Typology of Code-mixing in EFL Learners’ Facebook Chatting Transcripts
Ruth Victoria Ima Yulianingsih
ABSTRACT
The existence of Facebook as a social media networking on the internet raised up a new phenomenon toward the language use in a conversation called Computer-Mediated Communication (CMC). CMC refers to communication produced when humans interact with one another using computers (Herring, 2001). Language in CMC is treated as half-talking and half-writing since it shared some similarities of the both features. This condition then leads into the occurrence of spoken discourse phenomenon in CMC, which was called as code-mixing. Code-mixing refers to “all cases where lexical items and grammatical features from two languages appear in one sentence,” (Muysken, 2000, p. 1).

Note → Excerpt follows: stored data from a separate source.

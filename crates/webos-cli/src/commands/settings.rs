use webos_core::models::ConflictStrategy;
use webos_core::{SyncEngine, SyncSettings};

use crate::commands::common::{format_timestamp, CommandContext};
use crate::error::CliError;

pub fn format_settings_lines(settings: &SyncSettings) -> Vec<String> {
    vec![
        format!(
            "Upload enabled:    {}",
            if settings.upload_enabled { "yes" } else { "no" }
        ),
        format!("Conflict strategy: {}", settings.conflict_strategy),
        format!(
            "Last sync:         {}",
            format_timestamp(settings.last_sync_at)
        ),
    ]
}

fn print_settings(settings: &SyncSettings) {
    for line in format_settings_lines(settings) {
        println!("{line}");
    }
}

pub async fn run_settings_show(context: &CommandContext, as_json: bool) -> Result<(), CliError> {
    let engine = SyncEngine::new(context.open_store().await?, context.api()?);
    let settings = engine.load_settings(&context.scope).await?;

    if as_json {
        println!("{}", serde_json::to_string_pretty(&settings)?);
    } else {
        print_settings(&settings);
    }
    Ok(())
}

/// Apply the given changes to `settings`; `Err` when there is nothing to apply.
pub fn apply_settings_changes(
    settings: &mut SyncSettings,
    upload_enabled: Option<bool>,
    conflict_strategy: Option<String>,
) -> Result<(), CliError> {
    let conflict_strategy = webos_core::util::normalize_text_option(conflict_strategy);
    if upload_enabled.is_none() && conflict_strategy.is_none() {
        return Err(CliError::NothingToChange);
    }

    if let Some(upload_enabled) = upload_enabled {
        settings.upload_enabled = upload_enabled;
    }
    if let Some(name) = conflict_strategy {
        settings.conflict_strategy = ConflictStrategy::from(name);
    }
    Ok(())
}

pub async fn run_settings_set(
    context: &CommandContext,
    upload_enabled: Option<bool>,
    conflict_strategy: Option<String>,
    publish: bool,
) -> Result<(), CliError> {
    let engine = SyncEngine::new(context.open_store().await?, context.api()?);
    let mut settings = engine.load_settings(&context.scope).await?;
    apply_settings_changes(&mut settings, upload_enabled, conflict_strategy)?;

    let settings = if publish {
        engine.publish_settings(&context.scope, &settings).await?
    } else {
        engine.save_settings(&context.scope, &settings).await?;
        settings
    };

    print_settings(&settings);
    Ok(())
}

pub async fn run_settings_pull(context: &CommandContext) -> Result<(), CliError> {
    let engine = SyncEngine::new(context.open_store().await?, context.api()?);
    let settings = engine.refresh_settings_from_server(&context.scope).await?;
    print_settings(&settings);
    Ok(())
}

pub async fn run_settings_push(context: &CommandContext) -> Result<(), CliError> {
    let engine = SyncEngine::new(context.open_store().await?, context.api()?);
    let settings = engine.load_settings(&context.scope).await?;
    let settings = engine.publish_settings(&context.scope, &settings).await?;
    print_settings(&settings);
    Ok(())
}

pub async fn run_settings_reset(context: &CommandContext) -> Result<(), CliError> {
    let engine = SyncEngine::new(context.open_store().await?, context.api()?);
    let settings = engine.reset_last_sync(&context.scope).await?;
    print_settings(&settings);
    Ok(())
}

This study was aimed to find out the types of code-mixing on Facebook chatting transcripts of 10 English Department students batch 2011 from Satya Wacana Christian University, Salatiga, Indonesia. The data collected were analyzed by using the typology of code-mixing framework as proposed by Muysken (2000). Findings showed that all of the typology of code-mixing such as: insertion, alternation, and congruent lexicalization were all found in the participants’ chatting scripts. From 71 instances analyzed, 60 instances (84.50%) corresponded as insertion, 9 instances (12.68%) were categorized as alternation, and 2 instances (2.82%) were classified as congruent lexicalization.